__Exercise data__
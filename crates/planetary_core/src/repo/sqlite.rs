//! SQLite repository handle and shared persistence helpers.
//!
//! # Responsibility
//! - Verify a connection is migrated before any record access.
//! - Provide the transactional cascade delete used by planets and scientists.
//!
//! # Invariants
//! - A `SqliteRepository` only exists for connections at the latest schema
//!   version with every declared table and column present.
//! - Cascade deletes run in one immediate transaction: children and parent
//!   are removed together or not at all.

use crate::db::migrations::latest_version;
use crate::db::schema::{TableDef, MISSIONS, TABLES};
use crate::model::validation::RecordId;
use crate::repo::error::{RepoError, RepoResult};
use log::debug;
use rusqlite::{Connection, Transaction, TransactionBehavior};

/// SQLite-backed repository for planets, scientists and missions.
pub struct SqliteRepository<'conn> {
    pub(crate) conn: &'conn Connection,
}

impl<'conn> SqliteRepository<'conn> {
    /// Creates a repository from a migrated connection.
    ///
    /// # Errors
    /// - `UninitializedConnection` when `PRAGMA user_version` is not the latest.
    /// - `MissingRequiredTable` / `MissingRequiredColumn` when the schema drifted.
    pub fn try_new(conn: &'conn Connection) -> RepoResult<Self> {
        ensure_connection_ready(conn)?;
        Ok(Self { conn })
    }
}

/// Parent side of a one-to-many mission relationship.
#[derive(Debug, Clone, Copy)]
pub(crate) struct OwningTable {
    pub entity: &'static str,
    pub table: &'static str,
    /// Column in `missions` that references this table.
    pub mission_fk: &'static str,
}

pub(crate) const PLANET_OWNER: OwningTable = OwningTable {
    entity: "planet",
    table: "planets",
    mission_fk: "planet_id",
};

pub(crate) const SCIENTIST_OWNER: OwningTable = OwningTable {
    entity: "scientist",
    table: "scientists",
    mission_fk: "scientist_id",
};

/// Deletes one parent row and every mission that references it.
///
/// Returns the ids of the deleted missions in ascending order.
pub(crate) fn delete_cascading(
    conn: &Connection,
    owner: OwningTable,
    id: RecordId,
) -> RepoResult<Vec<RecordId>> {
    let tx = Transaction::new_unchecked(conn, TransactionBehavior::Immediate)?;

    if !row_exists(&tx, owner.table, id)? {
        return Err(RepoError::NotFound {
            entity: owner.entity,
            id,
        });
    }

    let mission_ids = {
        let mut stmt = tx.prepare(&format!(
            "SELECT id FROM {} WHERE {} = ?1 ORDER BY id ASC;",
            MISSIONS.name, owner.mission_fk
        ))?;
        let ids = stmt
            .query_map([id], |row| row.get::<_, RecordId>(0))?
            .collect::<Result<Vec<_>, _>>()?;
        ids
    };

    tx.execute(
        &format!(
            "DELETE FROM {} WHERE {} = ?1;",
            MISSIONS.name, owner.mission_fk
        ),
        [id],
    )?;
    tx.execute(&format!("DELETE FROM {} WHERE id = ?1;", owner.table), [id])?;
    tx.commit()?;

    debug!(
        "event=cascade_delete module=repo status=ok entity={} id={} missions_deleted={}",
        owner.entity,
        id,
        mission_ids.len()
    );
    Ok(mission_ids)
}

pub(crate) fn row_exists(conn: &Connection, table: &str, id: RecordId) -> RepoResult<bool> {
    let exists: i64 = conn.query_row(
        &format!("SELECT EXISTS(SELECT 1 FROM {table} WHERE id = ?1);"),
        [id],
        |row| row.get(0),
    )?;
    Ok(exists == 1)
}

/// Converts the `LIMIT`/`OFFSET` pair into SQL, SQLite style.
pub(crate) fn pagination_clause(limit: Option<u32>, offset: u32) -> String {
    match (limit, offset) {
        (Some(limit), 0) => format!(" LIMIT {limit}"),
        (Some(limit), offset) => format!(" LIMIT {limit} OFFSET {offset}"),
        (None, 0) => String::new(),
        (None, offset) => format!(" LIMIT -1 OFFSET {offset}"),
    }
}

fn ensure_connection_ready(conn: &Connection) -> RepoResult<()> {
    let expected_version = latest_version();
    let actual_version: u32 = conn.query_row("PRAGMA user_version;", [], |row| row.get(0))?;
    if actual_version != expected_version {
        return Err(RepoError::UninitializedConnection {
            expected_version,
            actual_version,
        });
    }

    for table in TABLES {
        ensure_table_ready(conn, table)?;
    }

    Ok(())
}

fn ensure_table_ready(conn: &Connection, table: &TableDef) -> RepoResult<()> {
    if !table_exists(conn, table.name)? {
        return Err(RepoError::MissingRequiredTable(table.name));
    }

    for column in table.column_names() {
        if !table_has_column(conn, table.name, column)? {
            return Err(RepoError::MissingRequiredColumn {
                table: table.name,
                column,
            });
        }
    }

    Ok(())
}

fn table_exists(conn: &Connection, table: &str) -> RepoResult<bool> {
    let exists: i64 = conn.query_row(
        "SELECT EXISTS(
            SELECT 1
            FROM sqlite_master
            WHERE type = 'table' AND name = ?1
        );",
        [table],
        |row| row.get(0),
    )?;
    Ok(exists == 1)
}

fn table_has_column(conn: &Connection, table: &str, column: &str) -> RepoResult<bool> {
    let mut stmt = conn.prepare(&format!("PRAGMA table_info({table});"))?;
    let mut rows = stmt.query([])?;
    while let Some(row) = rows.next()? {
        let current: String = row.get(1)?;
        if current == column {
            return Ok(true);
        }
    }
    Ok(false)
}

__How to complete this task__
Each entry above must be repeated word for word.

__Your solution__
filename crates/planetary_core/src/repo/sqlite.rs
//! SQLite repository handle and shared persistence helpers.
//!
//! # Responsibility
//! - Verify a connection is migrated before any record access.
//! - Provide the transactional cascade delete used by planets and scientists.
//!
//! # Invariants
//! - A `SqliteRepository` only exists for connections at the latest schema
//!   version with every declared table and column present.
//! - Cascade deletes run in one immediate transaction: children and parent
//!   are removed together or not at all.

use crate::db::migrations::latest_version;
use crate::db::schema::{TableDef, MISSIONS, TABLES};
use crate::model::validation::RecordId;
use crate::repo::error::{RepoError, RepoResult};
use log::debug;
use rusqlite::{Connection, Transaction, TransactionBehavior};

/// SQLite-backed repository for planets, scientists and missions.
pub struct SqliteRepository<'conn> {
    pub(crate) conn: &'conn Connection,
}

impl<'conn> SqliteRepository<'conn> {
    /// Creates a repository from a migrated connection.
    ///
    /// # Errors
    /// - `UninitializedConnection` when `PRAGMA user_version` is not the latest.
    /// - `MissingRequiredTable` / `MissingRequiredColumn` when the schema drifted.
    pub fn try_new(conn: &'conn Connection) -> RepoResult<Self> {
        ensure_connection_ready(conn)?;
        Ok(Self { conn })
    }
}

/// Parent side of a one-to-many mission relationship.
#[derive(Debug, Clone, Copy)]
pub(crate) struct OwningTable {
    pub entity: &'static str,
    pub table: &'static str,
    /// Column in `missions` that references this table.
    pub mission_fk: &'static str,
}

pub(crate) const PLANET_OWNER: OwningTable = OwningTable {
    entity: "planet",
    table: "planets",
    mission_fk: "planet_id",
};

pub(crate) const SCIENTIST_OWNER: OwningTable = OwningTable {
    entity: "scientist",
    table: "scientists",
    mission_fk: "scientist_id",
};

/// Deletes one parent row and every mission that references it.
///
/// Returns the ids of the deleted missions in ascending order.
pub(crate) fn delete_cascading(
    conn: &Connection,
    owner: OwningTable,
    id: RecordId,
) -> RepoResult<Vec<RecordId>> {
    let tx = Transaction::new_unchecked(conn, TransactionBehavior::Immediate)?;

    if !row_exists(&tx, owner.table, id)? {
        return Err(RepoError::NotFound {
            entity: owner.entity,
            id,
        });
    }

    let mission_ids = {
        let mut stmt = tx.prepare(&format!(
            "SELECT id FROM {} WHERE {} = ?1 ORDER BY id ASC;",
            MISSIONS.name, owner.mission_fk
        ))?;
        let ids = stmt
            .query_map([id], |row| row.get::<_, RecordId>(0))?
            .collect::<Result<Vec<_>, _>>()?;
        ids
    };

    tx.execute(
        &format!(
            "DELETE FROM {} WHERE {} = ?1;",
            MISSIONS.name, owner.mission_fk
        ),
        [id],
    )?;
    tx.execute(&format!("DELETE FROM {} WHERE id = ?1;", owner.table), [id])?;
    tx.commit()?;

    debug!(
        "event=cascade_delete module=repo status=ok entity={} id={} missions_deleted={}",
        owner.entity,
        id,
        mission_ids.len()
    );
    Ok(mission_ids)
}

pub(crate) fn row_exists(conn: &Connection, table: &str, id: RecordId) -> RepoResult<bool> {
    let exists: i64 = conn.query_row(
        &format!("SELECT EXISTS(SELECT 1 FROM {table} WHERE id = ?1);"),
        [id],
        |row| row.get(0),
    )?;
    Ok(exists == 1)
}

/// Converts the `LIMIT`/`OFFSET` pair into SQL, SQLite style.
pub(crate) fn pagination_clause(limit: Option<u32>, offset: u32) -> String {
    match (limit, offset) {
        (Some(limit), 0) => format!(" LIMIT {limit}"),
        (Some(limit), offset) => format!(" LIMIT {limit} OFFSET {offset}"),
        (None, 0) => String::new(),
        (None, offset) => format!(" LIMIT -1 OFFSET {offset}"),
    }
}

fn ensure_connection_ready(conn: &Connection) -> RepoResult<()> {
    let expected_version = latest_version();
    let actual_version: u32 = conn.query_row("PRAGMA user_version;", [], |row| row.get(0))?;
    if actual_version != expected_version {
        return Err(RepoError::UninitializedConnection {
            expected_version,
            actual_version,
        });
    }

    for table in TABLES {
        ensure_table_ready(conn, table)?;
    }

    Ok(())
}

fn ensure_table_ready(conn: &Connection, table: &TableDef) -> RepoResult<()> {
    if !table_exists(conn, table.name)? {
        return Err(RepoError::MissingRequiredTable(table.name));
    }

    for column in table.column_names() {
        if !table_has_column(conn, table.name, column)? {
            return Err(RepoError::MissingRequiredColumn {
                table: table.name,
                column,
            });
        }
    }

    Ok(())
}

fn table_exists(conn: &Connection, table: &str) -> RepoResult<bool> {
    let exists: i64 = conn.query_row(
        "SELECT EXISTS(
            SELECT 1
            FROM sqlite_master
            WHERE type = 'table' AND name = ?1
        );",
        [table],
        |row| row.get(0),
    )?;
    Ok(exists == 1)
}

fn table_has_column(conn: &Connection, table: &str, column: &str) -> RepoResult<bool> {
    let mut stmt = conn.prepare(&format!("PRAGMA table_info({table});"))?;
    let mut rows = stmt.query([])?;
    while let Some(row) = rows.next()? {
        let current: String = row.get(1)?;
        if current == column {
            return Ok(true);
        }
    }
    Ok(false)
}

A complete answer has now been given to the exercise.